What needs to be done:
From the line with "of denied requests." through the line with "accept loop hands", repeat the entries verbatim, both end lines included, and add nothing.

BEGIN Supplied entries

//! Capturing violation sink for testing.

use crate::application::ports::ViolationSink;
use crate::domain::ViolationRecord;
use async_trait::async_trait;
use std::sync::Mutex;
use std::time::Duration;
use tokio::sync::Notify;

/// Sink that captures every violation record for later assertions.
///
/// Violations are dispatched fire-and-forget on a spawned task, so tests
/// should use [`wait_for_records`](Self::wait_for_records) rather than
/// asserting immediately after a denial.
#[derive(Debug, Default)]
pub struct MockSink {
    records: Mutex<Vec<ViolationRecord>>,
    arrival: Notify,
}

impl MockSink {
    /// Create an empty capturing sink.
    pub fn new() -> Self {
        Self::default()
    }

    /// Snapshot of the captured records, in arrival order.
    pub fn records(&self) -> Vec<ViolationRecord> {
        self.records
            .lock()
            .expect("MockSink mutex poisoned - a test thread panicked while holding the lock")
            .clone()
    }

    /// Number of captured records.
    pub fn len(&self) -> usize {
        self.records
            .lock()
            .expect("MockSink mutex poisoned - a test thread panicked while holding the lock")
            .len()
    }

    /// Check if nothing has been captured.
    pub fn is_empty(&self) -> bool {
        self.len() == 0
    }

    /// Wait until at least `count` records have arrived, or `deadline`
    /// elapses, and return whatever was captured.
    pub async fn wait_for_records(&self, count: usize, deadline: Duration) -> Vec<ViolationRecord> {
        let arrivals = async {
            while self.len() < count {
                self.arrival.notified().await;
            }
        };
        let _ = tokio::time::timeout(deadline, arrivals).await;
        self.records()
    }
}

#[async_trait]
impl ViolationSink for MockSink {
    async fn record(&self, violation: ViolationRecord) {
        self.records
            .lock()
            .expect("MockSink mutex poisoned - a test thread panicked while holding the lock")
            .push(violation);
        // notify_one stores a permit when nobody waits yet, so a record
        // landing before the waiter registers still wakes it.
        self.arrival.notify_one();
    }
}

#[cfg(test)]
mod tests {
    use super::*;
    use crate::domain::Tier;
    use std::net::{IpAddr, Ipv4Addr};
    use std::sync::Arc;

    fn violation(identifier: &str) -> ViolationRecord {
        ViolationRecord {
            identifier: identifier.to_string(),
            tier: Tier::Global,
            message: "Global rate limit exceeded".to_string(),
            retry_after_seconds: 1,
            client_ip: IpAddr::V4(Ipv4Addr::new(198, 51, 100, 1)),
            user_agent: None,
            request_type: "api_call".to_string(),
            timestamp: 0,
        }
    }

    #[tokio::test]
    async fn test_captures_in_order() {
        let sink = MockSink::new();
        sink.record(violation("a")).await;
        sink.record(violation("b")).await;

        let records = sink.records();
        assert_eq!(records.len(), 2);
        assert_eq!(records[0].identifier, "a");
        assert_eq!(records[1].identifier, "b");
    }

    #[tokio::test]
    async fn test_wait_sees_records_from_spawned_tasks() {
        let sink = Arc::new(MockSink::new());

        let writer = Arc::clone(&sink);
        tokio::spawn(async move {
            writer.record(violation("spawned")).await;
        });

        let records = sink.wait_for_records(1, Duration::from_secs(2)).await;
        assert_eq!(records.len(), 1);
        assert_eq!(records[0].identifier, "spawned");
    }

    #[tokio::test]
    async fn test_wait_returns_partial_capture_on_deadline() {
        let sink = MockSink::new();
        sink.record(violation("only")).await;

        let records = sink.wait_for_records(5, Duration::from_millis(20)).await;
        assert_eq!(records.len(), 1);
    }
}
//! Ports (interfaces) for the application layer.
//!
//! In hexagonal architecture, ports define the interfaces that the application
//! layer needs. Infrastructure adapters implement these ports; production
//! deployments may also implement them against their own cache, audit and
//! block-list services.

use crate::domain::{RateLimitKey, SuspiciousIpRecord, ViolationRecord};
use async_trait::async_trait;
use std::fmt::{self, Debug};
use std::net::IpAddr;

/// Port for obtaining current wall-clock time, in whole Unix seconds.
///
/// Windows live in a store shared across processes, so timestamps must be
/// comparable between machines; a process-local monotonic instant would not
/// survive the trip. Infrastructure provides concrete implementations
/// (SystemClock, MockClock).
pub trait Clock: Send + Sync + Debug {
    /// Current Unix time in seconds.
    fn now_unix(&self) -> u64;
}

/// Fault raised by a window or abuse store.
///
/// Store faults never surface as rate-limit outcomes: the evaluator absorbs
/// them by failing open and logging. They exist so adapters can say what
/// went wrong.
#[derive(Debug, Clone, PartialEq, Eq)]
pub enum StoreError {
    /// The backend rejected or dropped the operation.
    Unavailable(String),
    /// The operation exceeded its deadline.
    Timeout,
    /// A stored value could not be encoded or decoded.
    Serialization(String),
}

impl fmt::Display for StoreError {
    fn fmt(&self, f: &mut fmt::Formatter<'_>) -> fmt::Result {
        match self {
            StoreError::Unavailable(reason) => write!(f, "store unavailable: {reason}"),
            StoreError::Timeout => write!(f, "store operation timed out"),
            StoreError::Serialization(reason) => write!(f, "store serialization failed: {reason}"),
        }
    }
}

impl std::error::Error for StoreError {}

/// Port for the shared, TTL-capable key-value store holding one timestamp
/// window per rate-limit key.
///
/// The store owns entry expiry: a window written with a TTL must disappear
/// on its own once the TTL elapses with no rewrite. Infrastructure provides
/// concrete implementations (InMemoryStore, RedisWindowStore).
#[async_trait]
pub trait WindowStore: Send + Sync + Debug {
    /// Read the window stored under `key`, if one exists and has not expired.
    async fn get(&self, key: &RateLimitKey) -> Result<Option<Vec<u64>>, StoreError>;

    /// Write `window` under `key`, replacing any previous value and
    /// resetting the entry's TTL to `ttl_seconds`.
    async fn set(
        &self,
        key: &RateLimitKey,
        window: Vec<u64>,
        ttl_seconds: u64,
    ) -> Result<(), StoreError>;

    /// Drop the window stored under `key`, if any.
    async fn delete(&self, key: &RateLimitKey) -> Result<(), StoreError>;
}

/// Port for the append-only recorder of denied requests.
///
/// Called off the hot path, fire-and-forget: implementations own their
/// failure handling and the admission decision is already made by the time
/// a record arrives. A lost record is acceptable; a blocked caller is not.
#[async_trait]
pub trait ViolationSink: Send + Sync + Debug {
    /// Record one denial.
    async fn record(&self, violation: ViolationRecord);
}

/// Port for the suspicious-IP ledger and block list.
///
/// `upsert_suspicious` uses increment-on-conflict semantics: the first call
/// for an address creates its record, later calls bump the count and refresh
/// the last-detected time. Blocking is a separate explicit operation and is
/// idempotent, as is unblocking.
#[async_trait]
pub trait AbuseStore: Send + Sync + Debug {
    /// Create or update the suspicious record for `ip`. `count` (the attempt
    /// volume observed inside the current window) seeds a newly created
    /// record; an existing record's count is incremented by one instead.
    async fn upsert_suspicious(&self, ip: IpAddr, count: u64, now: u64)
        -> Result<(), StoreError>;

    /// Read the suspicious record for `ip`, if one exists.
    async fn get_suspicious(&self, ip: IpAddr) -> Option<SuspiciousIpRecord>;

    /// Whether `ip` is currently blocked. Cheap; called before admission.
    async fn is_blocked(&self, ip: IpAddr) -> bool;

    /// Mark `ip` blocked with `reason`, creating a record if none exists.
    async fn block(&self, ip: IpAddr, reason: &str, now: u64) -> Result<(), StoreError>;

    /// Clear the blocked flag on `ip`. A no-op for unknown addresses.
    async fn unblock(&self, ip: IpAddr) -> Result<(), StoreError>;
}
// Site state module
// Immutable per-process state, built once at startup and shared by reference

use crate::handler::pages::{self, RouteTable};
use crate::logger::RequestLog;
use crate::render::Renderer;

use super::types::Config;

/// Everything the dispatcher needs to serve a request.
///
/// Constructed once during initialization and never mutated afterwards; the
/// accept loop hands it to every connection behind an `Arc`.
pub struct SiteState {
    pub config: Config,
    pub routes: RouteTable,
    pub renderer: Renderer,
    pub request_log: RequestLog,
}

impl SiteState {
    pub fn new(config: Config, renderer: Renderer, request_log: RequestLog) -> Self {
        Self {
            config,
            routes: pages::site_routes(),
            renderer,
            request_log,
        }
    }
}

END Supplied entries

Response to the task:
/// Port for the append-only recorder of denied requests.
///
/// Called off the hot path, fire-and-forget: implementations own their
/// failure handling and the admission decision is already made by the time
/// a record arrives. A lost record is acceptable; a blocked caller is not.
#[async_trait]
pub trait ViolationSink: Send + Sync + Debug {
    /// Record one denial.
    async fn record(&self, violation: ViolationRecord);
}

/// Port for the suspicious-IP ledger and block list.
///
/// `upsert_suspicious` uses increment-on-conflict semantics: the first call
/// for an address creates its record, later calls bump the count and refresh
/// the last-detected time. Blocking is a separate explicit operation and is
/// idempotent, as is unblocking.
#[async_trait]
pub trait AbuseStore: Send + Sync + Debug {
    /// Create or update the suspicious record for `ip`. `count` (the attempt
    /// volume observed inside the current window) seeds a newly created
    /// record; an existing record's count is incremented by one instead.
    async fn upsert_suspicious(&self, ip: IpAddr, count: u64, now: u64)
        -> Result<(), StoreError>;

    /// Read the suspicious record for `ip`, if one exists.
    async fn get_suspicious(&self, ip: IpAddr) -> Option<SuspiciousIpRecord>;

    /// Whether `ip` is currently blocked. Cheap; called before admission.
    async fn is_blocked(&self, ip: IpAddr) -> bool;

    /// Mark `ip` blocked with `reason`, creating a record if none exists.
    async fn block(&self, ip: IpAddr, reason: &str, now: u64) -> Result<(), StoreError>;

    /// Clear the blocked flag on `ip`. A no-op for unknown addresses.
    async fn unblock(&self, ip: IpAddr) -> Result<(), StoreError>;
}
// Site state module
// Immutable per-process state, built once at startup and shared by reference

use crate::handler::pages::{self, RouteTable};
use crate::logger::RequestLog;
use crate::render::Renderer;

use super::types::Config;

/// Everything the dispatcher needs to serve a request.
///
/// Constructed once during initialization and never mutated afterwards; the
/// accept loop hands it to every connection behind an `Arc`.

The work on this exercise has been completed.